In the last two years dominated by the pandemic, a large number of films were rarely shown in cinemas or at festivals. For this reason, and on the occasion of the theatrical release of James Benning's THE UNITED STATES OF AMERICA, which premiered at this year's Berlinale Forum, we are turning our attention on our streaming platform arsenal 3 to films from our distribution program of the last two years that show parallel worlds and have themselves disappeared into a kind of invisible parallel world due to the pandemic.
MAGGIE’S FARM (USA 2000) by James Benning: A portrait of an art institution as a cinematic landscape: in a succession of static shots, James Benning explores the buildings and terrain of the California Institute of the Arts, where he teaches. A series of views of nature filmed in the surrounding park and woods transitions into images of floors, seating areas and other details of a public building not meant for show. In both parts, an uncanny feeling dominates: the geometries of nature, the dark green and brown tones, the rushing of the highway in the background on the one hand and the humming of halogen lamps, the sound of steps in an otherwise seemingly empty school on the other – it all seems to be hiding a secret. The camera’s gaze is almost always restricted; it rarely penetrates very far into the image.
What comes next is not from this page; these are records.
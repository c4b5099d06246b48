//! CTCP (Client-to-Client Protocol) helpers.
//!
//! CTCP payloads ride inside `PRIVMSG`/`NOTICE` trailing parameters,
//! wrapped in the `\x01` delimiter.
//!
//! # Reference
//! - CTCP specification: <https://modern.ircdocs.horse/ctcp.html>
//!
//! # Example
//!
//! ```
//! use hatcog_proto::ctcp;
//!
//! assert_eq!(ctcp::action("dances"), "\x01ACTION dances\x01");
//! assert!(ctcp::is_ctcp("\x01VERSION\x01"));
//! ```

/// The CTCP delimiter character (`\x01`).
pub const CTCP_DELIM: char = '\x01';

/// Keyword marking a `/me` action.
pub const ACTION: &str = "ACTION";

/// Keyword marking a client version query.
pub const VERSION: &str = "VERSION";

/// Whether a trailing parameter starts with the CTCP delimiter.
#[inline]
pub fn is_ctcp(text: &str) -> bool {
    text.starts_with(CTCP_DELIM)
}

/// Wrap `text` as a CTCP ACTION body.
pub fn action(text: &str) -> String {
    format!("{CTCP_DELIM}{ACTION} {text}{CTCP_DELIM}")
}

/// Build the CTCP VERSION reply body.
pub fn version_reply(version: &str) -> String {
    format!("{CTCP_DELIM}{VERSION} {version}{CTCP_DELIM}")
}

/// If `text` begins with the word `keyword`, return what follows it.
///
/// The keyword must be followed by a space or end the text, so
/// `ACTIONS` does not match `ACTION`.
pub(crate) fn strip_keyword<'a>(text: &'a str, keyword: &str) -> Option<&'a str> {
    let rest = text.strip_prefix(keyword)?;
    if rest.is_empty() {
        Some(rest)
    } else {
        rest.strip_prefix(' ')
    }
}
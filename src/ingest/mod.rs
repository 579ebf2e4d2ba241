/// Forecast ingestion for the strong-wind alerting service.
///
/// Submodules:
/// - `hko` — windtable page client: URL construction + HTML table extraction.
/// - `table` — forecast table parser over the abstract table capability.
/// - `fixtures` (test only) — representative windtable HTML payloads.
///
/// If the service ever grows a second forecast source, it gets its own
/// file under ingest/ rather than bloating these.

pub mod hko;
pub mod table;

#[cfg(test)]
pub(crate) mod fixtures;
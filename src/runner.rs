/// One monitoring pass for the strong-wind alerting service.
///
/// This module implements the run that the daemon shell schedules:
/// 1. Fetches the windtable page for every registry location, in order
/// 2. Skips each page's leading legend table, parses the rest
/// 3. Filters records through the strong-wind classifier
/// 4. Groups findings and renders the alert
/// 5. Delivers the alert — only when at least one finding exists
///
/// A fetch or parse failure is isolated to its location/table: it is
/// logged and the remaining locations still run, so one broken page never
/// suppresses alerting for the others. A delivery failure is terminal for
/// the run.

use std::error::Error;
use tracing::{info, warn};

use crate::alert::classify::is_strong;
use crate::alert::format::generate_alert;
use crate::analysis::grouping::group_by_date_location;
use crate::config::{AlertConfig, EXPECTED_DIMENSIONS};
use crate::ingest::hko::{self, ExtractedTable};
use crate::ingest::table::parse_forecast_table;
use crate::locations::LOCATION_REGISTRY;
use crate::model::{FetchError, Finding, HourlyForecast};
use crate::notify::Notifier;

// ---------------------------------------------------------------------------
// Forecast source
// ---------------------------------------------------------------------------

/// Where forecast tables come from. Production fetches the HKO page;
/// tests feed fixture pages through `extract_tables`.
pub trait ForecastSource {
    fn tables_for(&self, location_code: &str) -> Result<Vec<ExtractedTable>, FetchError>;
}

/// Live HKO windtable source over a blocking HTTP client.
pub struct HkoSource {
    client: reqwest::blocking::Client,
}

impl HkoSource {
    pub fn new() -> Self {
        Self {
            client: reqwest::blocking::Client::new(),
        }
    }
}

impl Default for HkoSource {
    fn default() -> Self {
        Self::new()
    }
}

impl ForecastSource for HkoSource {
    fn tables_for(&self, location_code: &str) -> Result<Vec<ExtractedTable>, FetchError> {
        hko::fetch_windtable(&self.client, location_code)
    }
}

// ---------------------------------------------------------------------------
// The monitoring pass
// ---------------------------------------------------------------------------

/// What one pass did, for the daemon shell's logging.
#[derive(Debug, PartialEq)]
pub struct RunOutcome {
    /// Number of (date, location) findings with strong wind.
    pub findings: usize,
    /// Delivery id from the notifier, when an alert was sent.
    pub delivery_id: Option<String>,
}

/// Runs one complete monitoring pass.
///
/// The notifier is invoked only when at least one finding exists.
///
/// # Errors
/// Only notification delivery failures propagate; per-location fetch and
/// per-table parse failures are logged and skipped.
pub fn run_once(
    source: &dyn ForecastSource,
    notifier: &dyn Notifier,
    config: &AlertConfig,
) -> Result<RunOutcome, Box<dyn Error>> {
    let mut findings: Vec<Finding> = Vec::new();

    for location in LOCATION_REGISTRY {
        info!("Checking forecast for {}", location.name);

        let tables = match source.tables_for(location.code) {
            Ok(tables) => tables,
            Err(e) => {
                warn!("Skipping {}: {}", location.name, e);
                continue;
            }
        };

        // The first table on the page is a legend, not a forecast.
        for table in tables.iter().skip(1) {
            let (date, forecasts) = match parse_forecast_table(table, &EXPECTED_DIMENSIONS) {
                Ok(parsed) => parsed,
                Err(e) => {
                    warn!("Skipping a table for {}: {}", location.name, e);
                    continue;
                }
            };

            let strong: Vec<HourlyForecast> = forecasts
                .into_iter()
                .filter(|forecast| is_strong(forecast, config))
                .collect();

            if !strong.is_empty() {
                let summaries: Vec<String> = strong.iter().map(|f| f.summary()).collect();
                info!(
                    "Strong wind detected at {} on {}: {}",
                    location.name,
                    date.format("%d/%m"),
                    summaries.join(", ")
                );
                findings.push(Finding {
                    date,
                    location: location.code.to_string(),
                    hours: strong,
                });
            }
        }
    }

    if findings.is_empty() {
        info!(
            "No strong wind forecasted at all {} locations",
            LOCATION_REGISTRY.len()
        );
        return Ok(RunOutcome {
            findings: 0,
            delivery_id: None,
        });
    }

    info!("Strong wind found on {} location-day(s)", findings.len());
    let finding_count = findings.len();
    let aggregate = group_by_date_location(findings);
    let (subject, body) = generate_alert(&aggregate);
    let delivery_id = notifier.notify(&subject, &body)?;
    info!("Alerted: {}", subject);

    Ok(RunOutcome {
        findings: finding_count,
        delivery_id: Some(delivery_id),
    })
}

// ---------------------------------------------------------------------------
// Tests
// ---------------------------------------------------------------------------
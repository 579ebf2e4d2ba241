/// Location registry for the HKO marine strong-wind alerting service.
///
/// Defines the canonical list of windtable locations monitored by this
/// service, along with their display names. This is the single source of
/// truth for location codes — all other modules should reference locations
/// from here rather than hardcoding codes. The registry is fixed at compile
/// time and read-only for the life of the process.

// ---------------------------------------------------------------------------
// Location metadata
// ---------------------------------------------------------------------------

/// Metadata for a single HKO windtable location.
pub struct Location {
    /// Code used as the `stn` query parameter on the windtable page.
    pub code: &'static str,
    /// Human-readable name used in alert text.
    pub name: &'static str,
    /// What the location is monitored for.
    pub description: &'static str,
}

/// All monitored windtable locations, in the order they are checked each
/// run. Registry order also breaks ties if fetching is ever parallelized,
/// so alert text stays deterministic.
///
/// Codes come from the HKO windtable page location selector
/// (hko.gov.hk/en/sports/windtable.shtml).
pub static LOCATION_REGISTRY: &[Location] = &[
    Location {
        code: "TMTWSC",
        name: "Tai Mei Tuk",
        description: "Plover Cove dam strip; the usual flat-water windsurfing spot.",
    },
    Location {
        code: "S",
        name: "Stanley",
        description: "Stanley Main Beach; south-side swell and stronger gusts.",
    },
    Location {
        code: "TM",
        name: "Tap Mun",
        description: "Grass Island; exposed to the north-east monsoon.",
    },
];

/// Returns the codes for all monitored locations, in registry order.
pub fn all_codes() -> Vec<&'static str> {
    LOCATION_REGISTRY.iter().map(|l| l.code).collect()
}

/// Looks up a location by code. Returns `None` if not found.
pub fn find_location(code: &str) -> Option<&'static Location> {
    LOCATION_REGISTRY.iter().find(|l| l.code == code)
}

/// Resolves a code to its display name.
///
/// # Panics
/// Panics on an unknown code. Only registry codes ever reach the alert
/// formatter; an unknown code means the registry and the iteration set have
/// drifted out of sync, which is a bug rather than a runtime condition.
pub fn display_name(code: &str) -> &'static str {
    find_location(code)
        .unwrap_or_else(|| panic!("location code '{}' missing from LOCATION_REGISTRY", code))
        .name
}

// ---------------------------------------------------------------------------
// Tests
// ---------------------------------------------------------------------------
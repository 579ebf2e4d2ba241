/// Notification delivery.
///
/// The runner only knows the [`Notifier`] trait: hand over a subject/body
/// pair, get back a delivery id to log. The production transport is a
/// webhook POST (the topic relay on the other end fans out to email), with
/// the endpoint taken from the environment so credentials and routing stay
/// out of the binary.

use serde::Serialize;
use std::env;
use tracing::info;

use crate::model::NotifyError;

/// Environment variable naming the webhook endpoint.
pub const WEBHOOK_URL_VAR: &str = "WINDMON_WEBHOOK_URL";

// ---------------------------------------------------------------------------
// Notifier capability
// ---------------------------------------------------------------------------

/// Outbound notification transport.
///
/// Implementations deliver one message and return a delivery id, which the
/// runner logs but does not act on. Tests substitute a recording fake.
pub trait Notifier {
    fn notify(&self, subject: &str, body: &str) -> Result<String, NotifyError>;
}

// ---------------------------------------------------------------------------
// Webhook transport
// ---------------------------------------------------------------------------

#[derive(Serialize)]
struct WebhookPayload<'a> {
    subject: &'a str,
    body: &'a str,
}

/// POSTs `{"subject": …, "body": …}` to a configured endpoint.
pub struct WebhookNotifier {
    client: reqwest::blocking::Client,
    endpoint: String,
}

impl WebhookNotifier {
    pub fn new(endpoint: String) -> Self {
        Self {
            client: reqwest::blocking::Client::new(),
            endpoint,
        }
    }

    /// Builds a notifier from `WINDMON_WEBHOOK_URL`. Returns `None` when
    /// the variable is unset; the caller decides whether that is fatal.
    pub fn from_env() -> Option<Self> {
        env::var(WEBHOOK_URL_VAR).ok().map(Self::new)
    }
}

impl Notifier for WebhookNotifier {
    fn notify(&self, subject: &str, body: &str) -> Result<String, NotifyError> {
        let response = self
            .client
            .post(&self.endpoint)
            .json(&WebhookPayload { subject, body })
            .send()?;

        let status = response.status();
        if !status.is_success() {
            return Err(NotifyError::Status(status.as_u16()));
        }

        // Relays usually echo a message id; tolerate ones that don't.
        let message_id = response
            .json::<serde_json::Value>()
            .ok()
            .and_then(|value| {
                value
                    .get("messageId")
                    .and_then(|id| id.as_str())
                    .map(str::to_string)
            })
            .unwrap_or_else(|| "unknown".to_string());

        info!("Alert sent, message id = {}", message_id);
        Ok(message_id)
    }
}

// ---------------------------------------------------------------------------
// Tests
// ---------------------------------------------------------------------------
/// Alert configuration loader - thresholds and the expected table schema.
///
/// The built-in defaults reproduce the service's long-standing policy
/// (20 km/h minimum inside the 09:00–16:00 daylight window). An optional
/// `windmon.toml` in the working directory overrides them, making it easy
/// to tune thresholds without recompiling the service.

use serde::Deserialize;
use std::fs;
use std::path::Path;

/// Dimension labels the forecast table must carry, in order. This is the
/// schema contract with the windtable page: any reordering, omission, or
/// extra column on the page is rejected by the parser rather than guessed
/// around.
pub const EXPECTED_DIMENSIONS: [&str; 5] = [
    "Time (Hour)",
    "Temperature (°C)",
    "Wind Speed (km/h)",
    "Wind Direction",
    "3-Hourly Rainfall (mm)",
];

/// Strong-wind alert thresholds, read-only for the duration of a run.
///
/// Passed into the classifier explicitly rather than read from globals so
/// the classifier stays pure and independently testable.
#[derive(Debug, Clone, PartialEq, Deserialize)]
#[serde(default, deny_unknown_fields)]
pub struct AlertConfig {
    /// Minimum wind speed to alert on, in km/h (inclusive).
    pub min_wind_speed_kmh: u32,
    /// First hour of the daylight window to check (inclusive).
    pub alert_hour_start: u8,
    /// Last hour of the daylight window to check (inclusive).
    pub alert_hour_end: u8,
}

impl Default for AlertConfig {
    fn default() -> Self {
        Self {
            min_wind_speed_kmh: 20,
            alert_hour_start: 9,
            alert_hour_end: 16,
        }
    }
}

/// Loads the alert configuration, taking overrides from `windmon.toml` in
/// the working directory when present and defaults otherwise.
///
/// # Panics
/// Panics if `windmon.toml` exists but is unreadable or malformed. This is
/// intentional — silently alerting on the wrong thresholds is worse than
/// failing to start.
pub fn load_config() -> AlertConfig {
    load_config_from(Path::new("windmon.toml"))
}

fn load_config_from(path: &Path) -> AlertConfig {
    if !path.exists() {
        return AlertConfig::default();
    }

    let contents = fs::read_to_string(path)
        .unwrap_or_else(|e| panic!("Failed to read {}: {}", path.display(), e));

    toml::from_str(&contents)
        .unwrap_or_else(|e| panic!("Failed to parse {}: {}", path.display(), e))
}

// ---------------------------------------------------------------------------
// Tests
// ---------------------------------------------------------------------------
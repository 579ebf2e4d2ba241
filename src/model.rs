/// Shared data types for the strong-wind alerting service.
///
/// Everything downstream of the ingest layer speaks in these types: one
/// `HourlyForecast` per parsed table column, one `Finding` per
/// (date, location) pair with at least one strong-wind hour, and one
/// `AlertAggregate` per run once findings are grouped for formatting.

use chrono::NaiveDate;
use thiserror::Error;

// ---------------------------------------------------------------------------
// Hourly forecast record
// ---------------------------------------------------------------------------

/// One forecast record for a single hour at one location on one date.
///
/// Constructed only via [`HourlyForecast::from_strings`], which performs
/// strict conversion of the five positional cell texts. Immutable after
/// construction.
#[derive(Debug, Clone, PartialEq)]
pub struct HourlyForecast {
    /// Hour of day, 0–23.
    pub hour: u8,
    /// Air temperature in degrees Celsius.
    pub temperature_c: f64,
    /// Wind speed in km/h.
    pub wind_speed_kmh: u32,
    /// Short wind direction code (e.g. "NE"). Free-form, not validated.
    pub wind_direction: String,
    /// Rainfall over the trailing 3-hour window, in millimetres.
    pub rainfall_mm: f64,
}

impl HourlyForecast {
    /// Builds a record from the five raw cell texts of one table column.
    ///
    /// # Errors
    /// `TableParseError::FieldParse` naming the offending field if any cell
    /// fails strict conversion to its target type. A field failure is fatal
    /// to the owning table, never a per-field skip.
    pub fn from_strings(
        hour: &str,
        temperature: &str,
        wind_speed: &str,
        wind_direction: &str,
        rainfall: &str,
    ) -> Result<Self, TableParseError> {
        let hour: u8 = hour
            .trim()
            .parse()
            .map_err(|_| TableParseError::field("hour", hour))?;
        if hour > 23 {
            return Err(TableParseError::field("hour", &hour.to_string()));
        }
        let temperature_c: f64 = temperature
            .trim()
            .parse()
            .map_err(|_| TableParseError::field("temperature", temperature))?;
        let wind_speed_kmh: u32 = wind_speed
            .trim()
            .parse()
            .map_err(|_| TableParseError::field("wind speed", wind_speed))?;
        let rainfall_mm: f64 = rainfall
            .trim()
            .parse()
            .map_err(|_| TableParseError::field("rainfall", rainfall))?;

        Ok(Self {
            hour,
            temperature_c,
            wind_speed_kmh,
            wind_direction: wind_direction.trim().to_string(),
            rainfall_mm,
        })
    }

    /// One-line summary used in alert bodies and log output,
    /// e.g. `9:00 - 25 km/h`.
    pub fn summary(&self) -> String {
        format!("{}:00 - {} km/h", self.hour, self.wind_speed_kmh)
    }
}

// ---------------------------------------------------------------------------
// Findings and aggregation
// ---------------------------------------------------------------------------

/// The strong-wind hours found for one (forecast date, location) pair.
///
/// Only constructed when `hours` is non-empty; calm location-days never
/// produce a finding.
#[derive(Debug, Clone, PartialEq)]
pub struct Finding {
    pub date: NaiveDate,
    /// Registry location code (e.g. "S"), not the display name.
    pub location: String,
    pub hours: Vec<HourlyForecast>,
}

/// Strong-wind hours for one location under one date of an [`AlertAggregate`].
#[derive(Debug, Clone, PartialEq)]
pub struct LocationGroup {
    pub location: String,
    pub hours: Vec<HourlyForecast>,
}

/// All locations with strong wind on one forecast date, in first-seen order.
#[derive(Debug, Clone, PartialEq)]
pub struct DateGroup {
    pub date: NaiveDate,
    pub locations: Vec<LocationGroup>,
}

/// Two-level grouping of findings: date → location → strong-wind hours.
///
/// Both levels preserve first-seen insertion order, which drives the
/// ordering of the alert text — backed by `Vec`s rather than a map so the
/// output stays deterministic. Inserting the same (date, location) pair
/// twice replaces the earlier hours in place (last write wins, position
/// preserved).
#[derive(Debug, Clone, Default, PartialEq)]
pub struct AlertAggregate {
    dates: Vec<DateGroup>,
}

impl AlertAggregate {
    /// Folds one finding into the aggregate, preserving first-seen order
    /// for both the date and the location within that date.
    pub fn insert(&mut self, finding: Finding) {
        let date_idx = match self.dates.iter().position(|g| g.date == finding.date) {
            Some(idx) => idx,
            None => {
                self.dates.push(DateGroup {
                    date: finding.date,
                    locations: Vec::new(),
                });
                self.dates.len() - 1
            }
        };
        let date_group = &mut self.dates[date_idx];

        match date_group
            .locations
            .iter_mut()
            .find(|l| l.location == finding.location)
        {
            // Duplicate (date, location): later hours replace earlier ones.
            Some(existing) => existing.hours = finding.hours,
            None => date_group.locations.push(LocationGroup {
                location: finding.location,
                hours: finding.hours,
            }),
        }
    }

    /// Date groups in first-seen order.
    pub fn dates(&self) -> &[DateGroup] {
        &self.dates
    }

    pub fn is_empty(&self) -> bool {
        self.dates.is_empty()
    }
}

// ---------------------------------------------------------------------------
// Error types
// ---------------------------------------------------------------------------

/// Failure modes of the forecast table parser. Each is fatal to the one
/// table being parsed; the runner decides whether the run continues.
#[derive(Debug, Error, PartialEq)]
pub enum TableParseError {
    /// The table has no `<caption>` carrying the forecast date.
    #[error("table has no caption to parse a forecast date from")]
    MissingCaption,
    /// The caption did not match `Forecast Date: YYYY-M-D`, or the captured
    /// text was not a valid calendar date.
    #[error("failed to parse forecast date, expected \"Forecast Date: YYYY-M-D\", got: {0}")]
    DateFormat(String),
    /// The table's dimension labels or row lengths did not match the
    /// expected windtable schema.
    #[error("unexpected table shape: {0}")]
    TableShape(String),
    /// A cell failed strict conversion to its record field type.
    #[error("failed to parse {field} value '{value}'")]
    FieldParse { field: &'static str, value: String },
}

impl TableParseError {
    fn field(field: &'static str, value: &str) -> Self {
        TableParseError::FieldParse {
            field,
            value: value.trim().to_string(),
        }
    }
}

/// Failure retrieving the forecast page for one location. Isolated per
/// location by the runner: one failed fetch never suppresses alerting for
/// the remaining locations.
#[derive(Debug, Error)]
pub enum FetchError {
    #[error("request for location '{location}' failed: {source}")]
    Request {
        location: String,
        #[source]
        source: reqwest::Error,
    },
    #[error("forecast page returned status {status} for location '{location}'")]
    Status { location: String, status: u16 },
}

/// Failure delivering a notification. Terminal for the run that raised it;
/// retry policy belongs to the transport, not this service.
#[derive(Debug, Error)]
pub enum NotifyError {
    #[error("notification delivery failed: {0}")]
    Delivery(#[from] reqwest::Error),
    #[error("notification endpoint returned status {0}")]
    Status(u16),
}

// ---------------------------------------------------------------------------
// Tests
// ---------------------------------------------------------------------------
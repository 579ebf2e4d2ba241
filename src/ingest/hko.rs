/// HKO windtable page client: URL construction + HTML table extraction.
///
/// The Hong Kong Observatory publishes its marine wind forecast as an HTML
/// page with one table per forecast date (plus a leading legend table):
///   https://www.hko.gov.hk/en/sports/windtable.shtml?stn=<code>
///
/// This module owns the only dependency on an HTML library. Tables are
/// extracted eagerly into [`ExtractedTable`]s — plain captions and cell
/// texts — which implement the [`TableElement`] capability the parser in
/// `ingest::table` consumes. See `fixtures.rs` for representative payloads.

use scraper::{Html, Selector};

use crate::ingest::table::TableElement;
use crate::model::FetchError;

const DATA_URL: &str = "https://www.hko.gov.hk/en/sports/windtable.shtml";

// ---------------------------------------------------------------------------
// URL construction
// ---------------------------------------------------------------------------

/// Builds the windtable page URL for one location code.
///
/// The page selects the location via the `stn` query parameter; registry
/// codes are plain uppercase ASCII so no percent-encoding is needed.
pub fn build_windtable_url(location_code: &str) -> String {
    format!("{}?stn={}", DATA_URL, location_code)
}

// ---------------------------------------------------------------------------
// Table extraction
// ---------------------------------------------------------------------------

/// One `<table>` lifted out of the page: caption text plus cell texts, all
/// owned. Decouples everything downstream from the HTML library's borrowed
/// element types.
#[derive(Debug, Clone, PartialEq)]
pub struct ExtractedTable {
    pub caption: Option<String>,
    pub rows: Vec<Vec<String>>,
}

impl TableElement for ExtractedTable {
    fn caption(&self) -> Option<String> {
        self.caption.clone()
    }

    fn rows(&self) -> Vec<Vec<String>> {
        self.rows.clone()
    }
}

/// Extracts every `<table>` from a windtable page, in document order.
///
/// Cell text is the concatenated text content of each `<td>`/`<th>`,
/// whitespace-trimmed. Tables without captions (the legend) come through
/// with `caption: None`; the parser decides what to reject.
pub fn extract_tables(html: &str) -> Vec<ExtractedTable> {
    let table_sel = Selector::parse("table").expect("Invalid CSS selector for tables");
    let caption_sel = Selector::parse("caption").expect("Invalid CSS selector for captions");
    let row_sel = Selector::parse("tr").expect("Invalid CSS selector for rows");
    let cell_sel = Selector::parse("td, th").expect("Invalid CSS selector for cells");

    let document = Html::parse_document(html);

    document
        .select(&table_sel)
        .map(|table| {
            let caption = table
                .select(&caption_sel)
                .next()
                .map(|c| c.text().collect::<String>().trim().to_string());

            let rows = table
                .select(&row_sel)
                .map(|row| {
                    row.select(&cell_sel)
                        .map(|cell| cell.text().collect::<String>().trim().to_string())
                        .collect()
                })
                .collect();

            ExtractedTable { caption, rows }
        })
        .collect()
}

// ---------------------------------------------------------------------------
// Fetching
// ---------------------------------------------------------------------------

/// Fetches the windtable page for one location and extracts its tables.
///
/// # Errors
/// - `FetchError::Request` — transport failure (DNS, TLS, timeout, body).
/// - `FetchError::Status` — non-2xx response from the page.
pub fn fetch_windtable(
    client: &reqwest::blocking::Client,
    location_code: &str,
) -> Result<Vec<ExtractedTable>, FetchError> {
    let url = build_windtable_url(location_code);

    let response = client.get(&url).send().map_err(|e| FetchError::Request {
        location: location_code.to_string(),
        source: e,
    })?;

    if !response.status().is_success() {
        return Err(FetchError::Status {
            location: location_code.to_string(),
            status: response.status().as_u16(),
        });
    }

    let body = response.text().map_err(|e| FetchError::Request {
        location: location_code.to_string(),
        source: e,
    })?;

    Ok(extract_tables(&body))
}

// ---------------------------------------------------------------------------
// Tests
// ---------------------------------------------------------------------------
/// Alerting for the strong-wind service.
///
/// Submodules:
/// - `classify` — the strong-wind predicate over a single hourly record.
/// - `format` — deterministic rendering of grouped findings into the
///   notification subject and body.

pub mod classify;
pub mod format;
In 2008 und 2009, Clarissa Thieme travelled through Bosnia-Herzegovina and set up her camera in places where war crimes had taken place in the 1990s. Those trips resulted in the short film Was bleibt / Sta ostaje / What remains (Forum Expanded 2010). With WAS BLEIBT I ŠTA OSTAJE I WHAT REMAINS / RE-VISITED (Germany/Austria/Bosnia and Herzegovina 2020) she returns to these locations and sets up her camera in precisely the same spots, with two women carrying a still from the first film into the frame as a kind of performative act. It’s a process as simple as it is clever, revealing similarities and differences between 2009 and 2019. A ruin has been torn down, a house has been given a new coat of paint, the place where a herd of sheep once huddled is now covered with scrub. At the same time, the poster arouses the curiosity of passers-by; they engage the director and her associates in conversation. Furthermore, this mini-performance starts up a kind of game: What can be seen when an image from the past blocks one’s view of the present, or only allows it to be glimpsed from the margins? Almost in passing, the film expands into a reflection on the question of what visible and invisible traces does a violent past leave behind on a landscape and in people’s memories.
The program is complemented by two films that were screened at Forum Expanded in 2021: Pablo Álvarez Mesas BICENTENARIO (Colombia/Canada 2020) and Moritz Sieberts ZAHLVATERSCHAFT (Germany 2020). On the 200th anniversary of Simón Bolívar’s liberation journey across Colombia, BICENTENARIO reflects on the far-reaching consequences of the liberator’s legacy, a legacy kept alive through a wide range of intentional and unintentional rituals of remembrance. Summoning Bolívar’s spirit in the exact landscapes that witnessed the battles, BICENTENARIO reveals the contemporary social rituals that perpetuate the ongoing violence residing deep within the social and political unconscious. Two hundred years after his campaign, Simón Bolívar’s spirit has become a mix of political mysticism, unquestioned doctrine, and enigma—or perhaps a curse that has fixed itself in the collective imaginary of an entire continent.
ZAHLVATERSCHAFT/FATHERLAND portrays Gerson Liebl, grandson of a German colonial officer from Togo, who has been fighting to get German citizenship and residency permission for the last 30 years. As a last-ditch effort he resorts to a hunger strike. Images of his unwavering persistence in front of the Rotes Rathaus in Berlin are accompanied on the soundtrack by statements, testimonies, clauses from laws, legal texts, political positions, and prevarications—then and now.